At his confirmation hearing this month, Braithwaite vowed Thursday to improve public trust in leadership of the service after years of controversies have led to a “tarnished” culture within the ranks.

A Michigan native and 1984 graduate of the U.S. Naval Academy, Braithwaite was an anti-submarine warfare pilot who tracked Soviet submarines in the western Pacific and Indian oceans for a Hawaii-based patrol squadron. From there, he served in various communications and legislative affairs roles before leaving active service in 1993 and the Naval Reserve in 2011.

As ambassador, Braithwaite focused on the security of the Arctic, a region that’s seeing an uptick in Russian and NATO activity. He also both pressured Oslo to meet the NATO spending target of 2 percent of annual gross domestic product on defense and, amid Trump’s often bruising rhetoric on the 70-year-old alliance, reassured the Nordic nation the administration remains committed to it.

Braithwaite’s nomination to be the next Navy secretary has been stalled since last fall.

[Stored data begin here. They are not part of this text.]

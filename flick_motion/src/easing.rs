// Copyright 2025 the Flick Authors
// SPDX-License-Identifier: Apache-2.0 OR MIT

/// Easing curves mapping linear progress in `[0, 1]` to eased progress.
#[derive(Clone, Copy, Debug, PartialEq, Eq, Default)]
pub enum Easing {
    /// No easing.
    Linear,
    /// Cubic bezier `(0.42, 0, 1, 1)`.
    EaseIn,
    /// Cubic bezier `(0, 0, 0.58, 1)`.
    EaseOut,
    /// Cubic bezier `(0.42, 0, 0.58, 1)`.
    EaseInOut,
    /// Symmetric quadratic ease in and out.
    #[default]
    EaseInOutQuad,
}

impl Easing {
    /// Applies the curve to a linear fraction. Input is clamped to `[0, 1]`.
    #[must_use]
    pub fn transform(self, fraction: f64) -> f64 {
        let t = if fraction.is_nan() {
            0.0
        } else {
            fraction.clamp(0.0, 1.0)
        };
        match self {
            Self::Linear => t,
            Self::EaseIn => cubic_bezier(0.42, 0.0, 1.0, 1.0, t),
            Self::EaseOut => cubic_bezier(0.0, 0.0, 0.58, 1.0, t),
            Self::EaseInOut => cubic_bezier(0.42, 0.0, 0.58, 1.0, t),
            Self::EaseInOutQuad => {
                if t < 0.5 {
                    2.0 * t * t
                } else {
                    let u = -2.0 * t + 2.0;
                    1.0 - u * u * 0.5
                }
            }
        }
    }
}

fn cubic_bezier(x1: f64, y1: f64, x2: f64, y2: f64, fraction: f64) -> f64 {
    if fraction <= 0.0 {
        return 0.0;
    }
    if fraction >= 1.0 {
        return 1.0;
    }

    let cx = 3.0 * x1;
    let bx = 3.0 * (x2 - x1) - cx;
    let ax = 1.0 - cx - bx;

    let cy = 3.0 * y1;
    let by = 3.0 * (y2 - y1) - cy;
    let ay = 1.0 - cy - by;

    fn sample(a: f64, b: f64, c: f64, t: f64) -> f64 {
        ((a * t + b) * t + c) * t
    }

    fn derivative(a: f64, b: f64, c: f64, t: f64) -> f64 {
        (3.0 * a * t + 2.0 * b) * t + c
    }

    // Newton-Raphson on x(t) = fraction, falling back to bisection.
    let mut t = fraction;
    let mut solved = false;
    for _ in 0..8 {
        let x = sample(ax, bx, cx, t) - fraction;
        if x.abs() < 1e-9 {
            solved = true;
            break;
        }
        let dx = derivative(ax, bx, cx, t);
        if dx.abs() < 1e-9 {
            break;
        }
        t = (t - x / dx).clamp(0.0, 1.0);
    }

    if !solved {
        let mut lo = 0.0;
        let mut hi = 1.0;
        t = fraction;
        for _ in 0..32 {
            let delta = sample(ax, bx, cx, t) - fraction;
            if delta.abs() < 1e-9 {
                break;
            }
            if delta > 0.0 {
                hi = t;
            } else {
                lo = t;
            }
            t = 0.5 * (lo + hi);
        }
    }

    sample(ay, by, cy, t)
}

/// Duration and curve of a timed animation.
#[derive(Clone, Copy, Debug, PartialEq, Eq)]
pub struct TimingSpec {
    /// Duration in milliseconds. Zero snaps immediately.
    pub duration_ms: u64,
    /// Curve applied to linear progress.
    pub easing: Easing,
}

impl TimingSpec {
    /// Creates a timing spec.
    #[must_use]
    pub const fn new(duration_ms: u64, easing: Easing) -> Self {
        Self {
            duration_ms,
            easing,
        }
    }

    /// A spec that jumps straight to the target.
    pub const IMMEDIATE: Self = Self::new(0, Easing::Linear);
}

impl Default for TimingSpec {
    /// 300ms with [`Easing::EaseInOutQuad`].
    fn default() -> Self {
        Self::new(300, Easing::EaseInOutQuad)
    }
}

It also came one month after the resignation of Thomas Modly from the top service civilian role, amid outcry over his handling of an outbreak of coronavirus aboard the aircraft carrier Theodore Roosevelt. That included Moldy’s decision to fire the ship’s commanding officer after complaints about slow leadership response was made public, and a caustic speech to crew members for applauding the dismissed captain.

Braithwaite referenced the incident during a confirmation hearing before the Senate Armed Services Committee, along with a pair of deadly Navy ship collisions in 2017, the ongoing “Fat Leonard” contracting corruption scandal and other unspecified “judicial missteps” by Navy leaders.

“It saddens me to say the Department of the Navy is in troubled waters due to many factors, primarily the failings of leadership,” he said. “[The controversies] are all indicative of a breakdown in the trust of those leading the service.”